Comment # 2 (Wednesday, Oct. 9)

Israel Nelken wrote:

Martin and list,
I think that the idea that neurons in the inferior colliculus are
sensitive to different periodic modulations of their input is generally
accepted. Many neuronal mechanisms would do that - not only intrinsic
oscillations. I don't think this is really the issue about which I feel
The point is that these neurons mostly respond to sounds with energy
content within their tuning curve (with a lot of fine print attached, I
agree), and therefore cannot be interpreted as 'pitch neurons'. When you
say 'pitch neuron', I understand that you are looking for a neuron that
should respond to pitch irrespective of the underlying physical
structure of the stimulus - missing fundamental or not, iterated ripple
noise, high-pass filtered click trains, binaural or monaural, and so on
and so forth. I don't think that there's any data in the literature
(including the very nice Fishman et al. paper that you referred to in a
previous message) that even come close.
It is precisely this high abstraction level of the pitch, its
independence of so many of the physical attributes of the underlying
sounds, that to my opinion argues for a high level of processing for the
common denominator of all of these sounds. This however does not
preclude a partial extraction of some of the features of such sounds
earlier (e.g. periodicity at the level of the IC).
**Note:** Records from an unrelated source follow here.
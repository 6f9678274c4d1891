//! Inference error types.
//!
//! All errors implement `std::error::Error` via `thiserror`. Structured logging
//! is the caller's responsibility — these types carry the context needed to build
//! meaningful log entries.

use thiserror::Error;

/// Errors that can occur while talking to the inference endpoint.
#[derive(Debug, Error)]
pub enum InferenceError {
    /// TCP/HTTP connection to the model endpoint failed.
    #[error("connection failed to {endpoint}: {reason}")]
    ConnectionFailed {
        endpoint: String,
        reason: String,
    },

    /// The model endpoint did not respond within the configured timeout.
    #[error("inference timeout after {duration_secs}s")]
    Timeout {
        duration_secs: u64,
    },

    /// Non-2xx HTTP response from the model endpoint.
    #[error("HTTP {status}: {body}")]
    HttpError {
        status: u16,
        body: String,
    },

    /// The endpoint answered 2xx but the body was not a usable completion.
    #[error("response error: {reason}")]
    ResponseError {
        reason: String,
    },

    /// Configuration loading or validation error.
    #[error("config error: {reason}")]
    ConfigError {
        reason: String,
    },
}

impl InferenceError {
    /// Whether the endpoint could not be reached at all (server not running,
    /// wrong port). A timeout means the server answered the connection, so
    /// it does not count.
    pub fn is_unreachable(&self) -> bool {
        matches!(self, InferenceError::ConnectionFailed { .. })
    }
}
//! Tracing setup for the command-line front end.
//!
//! Logs go to stderr by default so they never mix with answers on stdout.
//! With a log file, each startup rotates the previous files
//! (`run.log` → `run.log.1` → … → `.3`) and writes JSON lines through a
//! writer that flushes after every line.

use std::fs::{File, OpenOptions};
use std::io::{self, Write};
use std::path::Path;
use std::sync::{Arc, Mutex};

use anyhow::Context;
use tracing_subscriber::EnvFilter;

/// Number of rotated log files kept next to the active one.
pub const KEEP_ROTATED_LOGS: u32 = 3;

/// Filter directive used when `RUST_LOG` is unset.
pub fn default_directive(debug: bool) -> &'static str {
    if debug {
        "local_toolcall=debug,warn"
    } else {
        "local_toolcall=warn"
    }
}

/// Install the global tracing subscriber.
///
/// `RUST_LOG` wins over `debug`. Fails if the log file can't be opened or a
/// subscriber is already installed.
pub fn init_tracing(debug: bool, log_file: Option<&Path>) -> anyhow::Result<()> {
    let filter = EnvFilter::try_from_default_env()
        .unwrap_or_else(|_| EnvFilter::new(default_directive(debug)));

    let installed = match log_file {
        None => tracing_subscriber::fmt()
            .with_env_filter(filter)
            .with_writer(io::stderr)
            .with_ansi(false)
            .with_target(debug)
            .try_init(),
        Some(path) => {
            if let Some(dir) = path.parent().filter(|d| !d.as_os_str().is_empty()) {
                std::fs::create_dir_all(dir)
                    .with_context(|| format!("failed to create log directory {}", dir.display()))?;
            }
            rotate_log_file(path, KEEP_ROTATED_LOGS);

            let file = OpenOptions::new()
                .create(true)
                .append(true)
                .open(path)
                .with_context(|| format!("failed to open log file {}", path.display()))?;

            tracing_subscriber::fmt()
                .json()
                .with_env_filter(filter)
                .with_writer(FlushingWriter::new(file))
                .with_ansi(false)
                .with_target(true)
                .try_init()
        }
    };
    installed.map_err(|e| anyhow::anyhow!("failed to install tracing subscriber: {e}"))?;

    tracing::debug!(
        version = env!("CARGO_PKG_VERSION"),
        log_file = ?log_file,
        pid = std::process::id(),
        "logging initialised"
    );
    Ok(())
}

/// Rotate `base` → `base.1` → `base.2` → … → `base.{keep}`.
///
/// The oldest file beyond `keep` is deleted. Gaps in the chain are skipped.
pub fn rotate_log_file(base: &Path, keep: u32) {
    if keep == 0 {
        let _ = std::fs::remove_file(base);
        return;
    }

    let _ = std::fs::remove_file(format!("{}.{keep}", base.display()));

    for i in (1..keep).rev() {
        let from = format!("{}.{i}", base.display());
        let to = format!("{}.{}", base.display(), i + 1);
        let _ = std::fs::rename(&from, &to);
    }

    if base.exists() {
        let _ = std::fs::rename(base, format!("{}.1", base.display()));
    }
}

// ─── FlushingWriter ─────────────────────────────────────────────────────────

/// A shared log file that is flushed after every write, so nothing is lost
/// if the process dies mid-run.
#[derive(Clone)]
struct FlushingWriter {
    file: Arc<Mutex<File>>,
}

impl FlushingWriter {
    fn new(file: File) -> Self {
        Self {
            file: Arc::new(Mutex::new(file)),
        }
    }
}

impl io::Write for FlushingWriter {
    fn write(&mut self, buf: &[u8]) -> io::Result<usize> {
        let mut f = self
            .file
            .lock()
            .map_err(|e| io::Error::other(format!("lock poisoned: {e}")))?;
        let n = f.write(buf)?;
        f.flush()?;
        Ok(n)
    }

    fn flush(&mut self) -> io::Result<()> {
        let mut f = self
            .file
            .lock()
            .map_err(|e| io::Error::other(format!("lock poisoned: {e}")))?;
        f.flush()
    }
}

impl<'a> tracing_subscriber::fmt::MakeWriter<'a> for FlushingWriter {
    type Writer = FlushingWriter;

    fn make_writer(&'a self) -> Self::Writer {
        self.clone()
    }
}

#[cfg(test)]
mod tests {
    use super::*;

    #[test]
    fn test_rotation_shifts_and_drops_oldest() {
        let dir = tempfile::tempdir().unwrap();
        let base = dir.path().join("run.log");
        for (suffix, body) in [("", "current"), (".1", "one"), (".2", "two"), (".3", "three")] {
            std::fs::write(format!("{}{suffix}", base.display()), body).unwrap();
        }

        rotate_log_file(&base, 3);

        assert!(!base.exists());
        let read = |suffix: &str| {
            std::fs::read_to_string(format!("{}{suffix}", base.display())).unwrap()
        };
        assert_eq!(read(".1"), "current");
        assert_eq!(read(".2"), "one");
        assert_eq!(read(".3"), "two");
    }

    #[test]
    fn test_rotation_with_gaps() {
        let dir = tempfile::tempdir().unwrap();
        let base = dir.path().join("run.log");
        std::fs::write(&base, "current").unwrap();

        rotate_log_file(&base, 3);

        assert!(!base.exists());
        assert!(dir.path().join("run.log.1").exists());
        assert!(!dir.path().join("run.log.2").exists());
    }

    #[test]
    fn test_flushing_writer_lands_on_disk() {
        let dir = tempfile::tempdir().unwrap();
        let path = dir.path().join("run.log");
        let file = OpenOptions::new().create(true).append(true).open(&path).unwrap();

        let mut writer = FlushingWriter::new(file);
        writer.write_all(b"first line\n").unwrap();
        let mut clone = writer.clone();
        clone.write_all(b"second line\n").unwrap();

        assert_eq!(std::fs::read_to_string(&path).unwrap(), "first line\nsecond line\n");
    }

    #[test]
    fn test_default_directive() {
        assert_eq!(default_directive(false), "local_toolcall=warn");
        assert!(default_directive(true).starts_with("local_toolcall=debug"));
    }
}
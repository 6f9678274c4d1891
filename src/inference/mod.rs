//! Inference Client — OpenAI-compatible API client for local LLM inference.
//!
//! This module handles all communication with the local model endpoint:
//! - Non-streaming chat completions against `/chat/completions`
//! - Endpoint health checks and model listing via `/models`
//! - Model configuration loading from `_models/config.yaml`
//!
//! The orchestrator only sees the [`ChatEndpoint`] trait, so tests and
//! alternative backends plug in without touching the conversation logic.

pub mod client;
pub mod config;
pub mod endpoint;
pub mod errors;
pub mod types;

// Re-exports for convenience
pub use client::InferenceClient;
pub use config::{ModelConfig, ModelsConfig, OrchestratorConfig};
pub use endpoint::ChatEndpoint;
pub use errors::InferenceError;
pub use types::{ChatMessage, Role};
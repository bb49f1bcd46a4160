//! Scoped store session.

use std::sync::Arc;

use http::StatusCode;
use tracing::{debug, error, info};

use super::{ProductStore, TableRef};
use crate::mutation::{Operation, Product};

type ReleaseHook = Box<dyn FnOnce() + Send + Sync>;

/// One acquired session to the store.
///
/// Dropping the session releases it, so every exit path (success, store
/// fault, early return, or panic unwinding) gives the connection back.
pub struct StoreSession {
    store: Arc<dyn ProductStore>,
    release: Option<ReleaseHook>,
}

impl StoreSession {
    pub fn new(store: Arc<dyn ProductStore>) -> Self {
        Self {
            store,
            release: None,
        }
    }

    /// Run `hook` when the session is released.
    pub fn on_release(mut self, hook: impl FnOnce() + Send + Sync + 'static) -> Self {
        self.release = Some(Box::new(hook));
        self
    }

    /// Execute one mutation, mapping the outcome to 200 or 500.
    ///
    /// Faults are logged here and never propagated.
    pub async fn execute(
        &self,
        operation: Operation,
        table: &TableRef,
        product: &Product,
    ) -> StatusCode {
        let result = match operation {
            Operation::Insert => self.store.insert(table, product).await,
            Operation::Update => self.store.update(table, product).await,
            Operation::Delete => self.store.delete(table, product).await,
        };

        match result {
            Ok(()) => {
                info!(
                    operation = %operation,
                    table = %table,
                    product_id = product.product_id,
                    "Keyspaces write succeeded"
                );
                StatusCode::OK
            }
            Err(e) => {
                error!(
                    operation = %operation,
                    table = %table,
                    product_id = product.product_id,
                    error = %e,
                    "Keyspaces write failed"
                );
                StatusCode::INTERNAL_SERVER_ERROR
            }
        }
    }

    pub async fn insert_item(&self, table: &TableRef, product: &Product) -> StatusCode {
        self.execute(Operation::Insert, table, product).await
    }

    pub async fn update_item(&self, table: &TableRef, product: &Product) -> StatusCode {
        self.execute(Operation::Update, table, product).await
    }

    pub async fn delete_item(&self, table: &TableRef, product: &Product) -> StatusCode {
        self.execute(Operation::Delete, table, product).await
    }
}

impl Drop for StoreSession {
    fn drop(&mut self) {
        if let Some(release) = self.release.take() {
            release();
        }
        debug!("Store session released");
    }
}
//! Application configuration.
//!
//! Aggregates server, store, and ingestion settings into a single Config
//! struct that can be loaded from YAML files or environment variables.

mod ingestion;
mod server;
mod store;

pub use ingestion::IngestionConfig;
pub use server::ServerConfig;
pub use store::{StoreConfig, DEFAULT_CERT_URL};

use serde::Deserialize;

/// Default configuration file name.
pub const DEFAULT_CONFIG_FILE: &str = "config.yaml";
/// Environment variable for configuration file path.
pub const CONFIG_ENV_VAR: &str = "CATALOG_SYNC_CONFIG";
/// Prefix for configuration environment variables.
pub const CONFIG_ENV_PREFIX: &str = "CATALOG_SYNC";
/// Environment variable for logging configuration.
pub const LOG_ENV_VAR: &str = "CATALOG_SYNC_LOG";

/// Deployment variable for the keyspace name.
pub const KEYSPACE_NAME_ENV_VAR: &str = "KEYSPACE_NAME";
/// Deployment variable for the table name.
pub const TABLE_NAME_ENV_VAR: &str = "TABLE_NAME";
/// Deployment variable for the ingestion pipeline host.
pub const INGESTION_ENDPOINT_ENV_VAR: &str = "INGESTION_ENDPOINT";

/// Errors from loading or validating configuration.
#[derive(Debug, thiserror::Error)]
pub enum ConfigError {
    #[error("Failed to load configuration: {0}")]
    Load(#[from] ::config::ConfigError),

    #[error("Missing required setting: {0}")]
    Missing(&'static str),
}

/// Main application configuration.
#[derive(Debug, Clone, Default, Deserialize)]
#[serde(default)]
pub struct Config {
    /// AWS region for both signing scopes. Falls back to the SDK's resolution.
    pub region: Option<String>,
    /// Inbound HTTP server.
    pub server: ServerConfig,
    /// Keyspaces store.
    pub store: StoreConfig,
    /// Ingestion pipeline.
    pub ingestion: IngestionConfig,
}

impl Config {
    /// Load configuration from file and environment.
    ///
    /// Configuration sources (in order of priority, later overrides earlier):
    /// 1. `config.yaml` in current directory (if exists)
    /// 2. File specified by `path` argument (if provided)
    /// 3. File specified by `CONFIG_ENV_VAR` environment variable (if set)
    /// 4. Environment variables with `CONFIG_ENV_PREFIX` prefix
    /// 5. Deployment variables `KEYSPACE_NAME`, `TABLE_NAME`, `INGESTION_ENDPOINT`
    pub fn load(path: Option<&str>) -> Result<Self, ConfigError> {
        use ::config::{Config as ConfigLib, Environment, File, FileFormat};

        let mut builder = ConfigLib::builder()
            .add_source(File::new(DEFAULT_CONFIG_FILE, FileFormat::Yaml).required(false));

        if let Some(config_path) = path {
            builder = builder.add_source(File::new(config_path, FileFormat::Yaml).required(true));
        }

        if let Ok(config_path) = std::env::var(CONFIG_ENV_VAR) {
            builder = builder.add_source(File::new(&config_path, FileFormat::Yaml).required(true));
        }

        let config = builder
            .add_source(
                Environment::with_prefix(CONFIG_ENV_PREFIX)
                    .separator("__")
                    .try_parsing(true),
            )
            .build()?;

        let mut config: Config = config.try_deserialize()?;
        config.apply_deployment_env();
        Ok(config)
    }

    /// Overlay the variables set by the deployment stack.
    fn apply_deployment_env(&mut self) {
        let var = |name: &str| std::env::var(name).ok().filter(|v| !v.trim().is_empty());

        if let Some(keyspace) = var(KEYSPACE_NAME_ENV_VAR) {
            self.store.keyspace = keyspace;
        }
        if let Some(table) = var(TABLE_NAME_ENV_VAR) {
            self.store.table = table;
        }
        if let Some(endpoint) = var(INGESTION_ENDPOINT_ENV_VAR) {
            self.ingestion.endpoint = endpoint;
        }
    }

    /// Reject settings the handler cannot run without.
    pub fn validate(&self) -> Result<(), ConfigError> {
        if self.store.keyspace.trim().is_empty() {
            return Err(ConfigError::Missing("store.keyspace"));
        }
        if self.store.table.trim().is_empty() {
            return Err(ConfigError::Missing("store.table"));
        }
        if self.ingestion.endpoint.trim().is_empty() {
            return Err(ConfigError::Missing("ingestion.endpoint"));
        }
        Ok(())
    }

    /// Create config for testing.
    pub fn for_test() -> Self {
        let mut config = Self::default();
        config.region = Some("us-east-1".to_string());
        config.ingestion.endpoint = "pipeline.test.local".to_string();
        config
    }
}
Hi Eli, Dennis, Martin, others,

The big point is that the all-order interval representations at the level
of auditory nerve, brainstem, midbrain DO account for these pitch
equivalences. There is no need to pass the buck up to the cortex,
and to invoke complicated, unspecified mechanisms to generate all
these pitch equivalences if there is some mechanism by which the
interval information is analyzed.

I don't know what that mechanism is (I have working hypotheses),
but I believe that it is absolutely fundamental to understanding
auditory form perception (speech, music, sound recognition). It is only
with an interval code for a front-end that one gets a representation
that is highly invariant with respect to sound pressure level, i.e.
in a manner that behaves like most auditory form percepts.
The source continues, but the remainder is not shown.